What Is It Like to Be God?

God, depicted here by Michelangelo, is freaked out by being God, and that’s why He/She/They/It creates our fractious world. Or so a drug trip led me to believe.

April 15, 2023. I love to read, talk and write about mystical experiences, which are encounters with God, Reality, Whatever. I wrote Rational Mysticism two decades to see if I could find common ground between the scientific worldview and mystical revelations, including my own. But that book didn’t get mysticism out of my system.

The immediate problem you face when studying mystical experiences is their diverse causes and outcomes. They can result from trauma, grief, prayer, meditation, music, walks in the woods, LSD—or they can strike like lightning out of a clear blue sky. And different mystics perceive radically different Whatevers.

In The Varieties of Religious Experience, still the best study of mysticism, William James describes blissful visions of a loving, all-powerful spirit at the heart of things. But he also reports on “melancholic” or “diabolical” intuitions of a terrifyingly alien, heartless abyss.

Psychologist Adolf Dittrich divides mystical visions into three broad categories, or “dimensions.” Borrowing a phrase from Freud, Dittrich calls the first dimension “oceanic boundlessness.” This is the classic blissful experience, in which you feel yourself dissolving into a benign higher power.

Next is “dread of ego dissolution,” in which self-dissolution is accompanied by negative emotions, from mild uneasiness to full-blown terror.
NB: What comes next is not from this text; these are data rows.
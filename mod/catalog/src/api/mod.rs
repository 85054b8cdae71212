pub mod allergens;
pub mod ingredients;
pub mod io;
pub mod margins;
pub mod overheads;
pub mod prices;
pub mod products;
pub mod recipes;
pub mod suppliers;

use std::sync::Arc;

use axum::Router;

use crate::service::CatalogService;

/// Shared application state.
pub type AppState = Arc<CatalogService>;

/// Build the catalog API router.
///
/// All routes live under `/v1`; the daemon nests the result under
/// `/catalog`.
pub fn router(state: AppState) -> Router {
    Router::new().nest("/v1", api_routes()).with_state(state)
}

fn api_routes() -> Router<AppState> {
    Router::new()
        .merge(products::routes())
        .merge(suppliers::routes())
        .merge(ingredients::routes())
        .merge(prices::routes())
        .merge(recipes::routes())
        .merge(overheads::routes())
        .merge(margins::routes())
        .merge(allergens::routes())
        .merge(io::routes())
}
You think you are going insane, disintegrating, dying, and all of reality may be dying with you. It’s a bad trip.

Dittrich's third dimension consists of more explicit hallucinations, ranging from abstract, kaleidoscopic images to elaborate dream-like narratives starring Jesus and other religious figures. Dittrich summarizes these three dimensions as “heaven, hell and visions.”

During a drug trip in 1981, I experienced all three dimensions described by Dittrich. The trip took place between my junior and senior years of college while I was staying with friends at a house in Connecticut.
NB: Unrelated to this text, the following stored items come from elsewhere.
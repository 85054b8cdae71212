pub mod config;
pub mod error;
pub mod module;
pub mod types;

pub use config::ServiceConfig;
pub use error::ServiceError;
pub use module::Module;
pub use types::{apply_patch, merge_patch};
use serde::{Deserialize, Serialize};

use fournil_store::TableSpec;

/// Supplier — keyed by name.
#[derive(Debug, Clone, Serialize, Deserialize, PartialEq)]
#[serde(rename_all = "camelCase")]
pub struct Supplier {
    /// Primary key.
    pub name: String,

    pub contact: String,

    pub phone: String,

    /// Delivery lead time in days.
    pub lead_time_days: i64,
}

/// CSV row form of [`Supplier`].
#[derive(Debug, Serialize, Deserialize)]
pub struct SupplierRow {
    #[serde(rename = "Fournisseur")]
    pub name: String,
    #[serde(rename = "Contact")]
    pub contact: String,
    #[serde(rename = "Téléphone")]
    pub phone: String,
    #[serde(rename = "Délai (j)")]
    pub lead_time_days: i64,
}

impl TableSpec for Supplier {
    const FILE_STEM: &'static str = "suppliers";
    const HEADERS: &'static [&'static str] =
        &["Fournisseur", "Contact", "Téléphone", "Délai (j)"];
    type Row = SupplierRow;

    fn to_row(&self) -> SupplierRow {
        SupplierRow {
            name: self.name.clone(),
            contact: self.contact.clone(),
            phone: self.phone.clone(),
            lead_time_days: self.lead_time_days,
        }
    }

    fn from_row(row: SupplierRow) -> Self {
        Self {
            name: row.name,
            contact: row.contact,
            phone: row.phone,
            lead_time_days: row.lead_time_days,
        }
    }

    fn seed() -> Vec<Self> {
        vec![
            Supplier {
                name: "Moulins Dupont".into(),
                contact: "dupont@moulins.fr".into(),
                phone: "+33 1 23 45 67 89".into(),
                lead_time_days: 2,
            },
            Supplier {
                name: "Beurres de Normandie".into(),
                contact: "ventes@beurres.fr".into(),
                phone: "+33 2 12 34 56 78".into(),
                lead_time_days: 3,
            },
            Supplier {
                name: "Grossiste Paris".into(),
                contact: "contact@grossiste.paris".into(),
                phone: "+33 1 98 76 54 32".into(),
                lead_time_days: 1,
            },
        ]
    }
}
One friend, whom I'll call Stan, was an acid head with an unusual connection: a chemist who investigated psychotropic drugs for a defense contractor in North Carolina. The chemist had given Stan a teaspoon of a compound that supposedly resembled LSD. [See NOTE.]

On a sunny morning, Stan and I each ingested a matchhead-worth of the beige powder, a dose that Stan's chemist-friend had recommended. Within 30 minutes, I felt a volcano erupting within me. Sitting on a lawn, barely holding myself upright, I told Stan that I feared I had taken an overdose. Stan, who for some reason never got as high as I did, told me to relax and go with the experience. As Stan murmured reassuringly, his eyeballs exploded from their sockets, trailed by crimson streamers.

That was my last contact with “the real world” for 24 hours. Stan and others present told me later that during this 24-hour period I was completely unresponsive to them, although they could with some difficulty move me about. For the most part I lay or sat quietly, staring into space. Occasionally I flailed about while grunting or raving unintelligibly. For a while I stuck my arms out and hissed like a boy pretending to be a jet fighter: “Fffffffffffffff!"

My expressions tended toward extremes: beatific, enraged, lewd, diabolical, terrified. At one point I furiously clawed holes in the lawn. My eyes were for the most part wide open, the pupils dilated to the rim. My companions said I never blinked, not even when dirt from my excavations was visible on my eyeballs.

Subjectively, I was immersed in a visionary phantasmagoria. I became an amoeba, an antelope, a lion devouring the antelope, an ape man burying meat on a veldt (this might have been when I was digging holes in the lawn), an androgynous Egyptian king/queen, Adam and Eve, an old man and woman on a porch watching an eternal sunset.

At some point, I attained a kind of lucidity, like a dreamer who realizes he's dreaming. With a surge of power and jubilation, I knew that this is my creation, my cosmos, and I can do with it what I like.

I decided to pursue pleasure as far as it would take me. I became a bliss-seeking missile accelerating through an obsidian ether, shedding incandescent sparks; the faster I flew, the brighter the sparks burned, and the more exquisite my rapture became (this was probably when I was making the “Fffffff” noise).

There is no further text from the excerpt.